Center for Digital Society (CfDS)-UGM merilis hasil penelitian terkait kerangka hukum Indonesia menangani konten berbahaya dan dinamika penggunaan media sosial. Penelitian ini salah satunya untuk mengantisipasi penyebaran konten berbahaya dan disinformasi selama momentum Pemilu 2024. Salah satu hal yang menjadi perhatian adalah tentang disparitas pengaturan dan mekanisme penanganan konten antara pemerintah dan platform media sosial.
Peneliti CfDS Novi Kurnia mengungkap dalam penelitian yang dilakukan lembaganya, ditemukan tren yang mengkhawatirkan mengenai disparitas pengaturan dan mekanisme penanganan konten berbahaya antara yang diatur oleh pemerintah lewat sejumlah regulasi dengan yang diatur oleh platform media sosial.
“Karena ada ketegangan tertentu ketika pemerintah menyuruh take down sementara standar komunitasnya (platform media sosial) mengatakan tidak, maka ketegangan itu terjadi,” ujar Novi Kurnia dalam sebuah diskusi di Jakarta, Kamis (22/6/2023).
Baca Juga:
- Pentingnya Mengetahui Latar Belakang Kandidat Peserta Pemilu Serentak 2024
- Tahapan dan Jadwal Penyelenggaraan Pemilu 2024
- Sejumlah Dampak Jika Pemilu 2024 Ditunda
Novi juga mengungkapkan sejumlah catatan terkait kerangka hukum dan mekanisme penegakan aturan terkait penyebaran konten-konten berbahaya di platform media sosial. Menurut Novi, aturan yang ada membuat opsi penyelesaian problem ini sering melalui mekanisme pengadilan.
“Konsekuensi mekanisme pengadilan lewat tuntutan pidana atau non pengadilan lewat penyelesaian sengketa dan tindakan administratif,” ujar Novi.
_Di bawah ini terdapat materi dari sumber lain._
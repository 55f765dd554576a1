//! Static personal access token provider.

use crate::context::AuthContext;
use crate::error::{AuthError, AuthResult};
use crate::provider::AuthenticationProvider;
use async_trait::async_trait;
use mattermost_mcp_core::{ClientFactory, MattermostClient};
use std::sync::Arc;
use tracing::{debug, info};

/// Authenticates every call with one configured personal access token.
///
/// The context is not consulted: the token belongs to the process, not to a
/// request.
pub struct TokenAuthProvider {
    client: Arc<dyn MattermostClient>,
}

impl TokenAuthProvider {
    pub fn new(token: &str, factory: &dyn ClientFactory) -> AuthResult<Self> {
        if token.trim().is_empty() {
            return Err(AuthError::MissingCredentials(
                "personal access token is empty".to_string(),
            ));
        }
        Ok(Self {
            client: factory.client_for_token(token.trim()),
        })
    }
}

#[async_trait]
impl AuthenticationProvider for TokenAuthProvider {
    fn name(&self) -> &'static str {
        "token"
    }

    async fn validate_auth(&self, _ctx: &AuthContext) -> AuthResult<()> {
        let me = self.client.get_me().await?;
        info!(user_id = %me.id, username = %me.username, "Token validated");
        Ok(())
    }

    async fn authenticated_client(&self, ctx: &AuthContext) -> AuthResult<Arc<dyn MattermostClient>> {
        debug!(context = ctx.kind(), "Using configured personal access token");
        Ok(self.client.clone())
    }
}

#[cfg(test)]
mod tests {
    use super::*;
    use mattermost_mcp_test_utils::{fixtures, MockClientFactory, MockMattermostClient};

    #[tokio::test]
    async fn test_validate_calls_get_me_once() {
        let mock = MockMattermostClient::new().with_me(fixtures::user("u1", "alice"));
        let factory = MockClientFactory::new().with_client("pat", mock.clone());
        let provider = TokenAuthProvider::new("pat", &factory).unwrap();

        provider
            .validate_auth(&AuthContext::Pat("pat".to_string()))
            .await
            .unwrap();
        assert_eq!(mock.calls(), vec!["get_me"]);
    }

    #[tokio::test]
    async fn test_invalid_token_is_rejected() {
        let factory = MockClientFactory::new();
        let provider = TokenAuthProvider::new("bogus", &factory).unwrap();

        let err = provider
            .validate_auth(&AuthContext::Pat("bogus".to_string()))
            .await
            .unwrap_err();
        assert!(matches!(err, AuthError::InvalidToken(_)));
    }

    #[test]
    fn test_empty_token_is_refused() {
        let factory = MockClientFactory::new();
        assert!(matches!(
            TokenAuthProvider::new("   ", &factory),
            Err(AuthError::MissingCredentials(_))
        ));
    }

    #[tokio::test]
    async fn test_client_is_built_once() {
        let factory = MockClientFactory::new()
            .with_client("pat", MockMattermostClient::new().with_me(fixtures::user("u1", "a")));
        let provider = TokenAuthProvider::new("pat", &factory).unwrap();
        let ctx = AuthContext::Pat("pat".to_string());

        provider.authenticated_client(&ctx).await.unwrap();
        provider.authenticated_client(&ctx).await.unwrap();
        assert_eq!(factory.requested_tokens(), vec!["pat"]);
    }
}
Hal ini, menurut Novi akibat dari penggunaan pendekatan punitif dalam menekan penyebaran konten berbahaya, hoaks, dan disinformasi. Sejumlah ketentuan seperti Undang-Undang ITE, Peraturan Pemerintah tentang Penyelenggara Sistem dan Transaksi Elektronik, serta Permenkominfo Nomor 5 tabun 2020 tentang PSTE Lingkup Privat dianggap mengadopsi pendekatan punitif.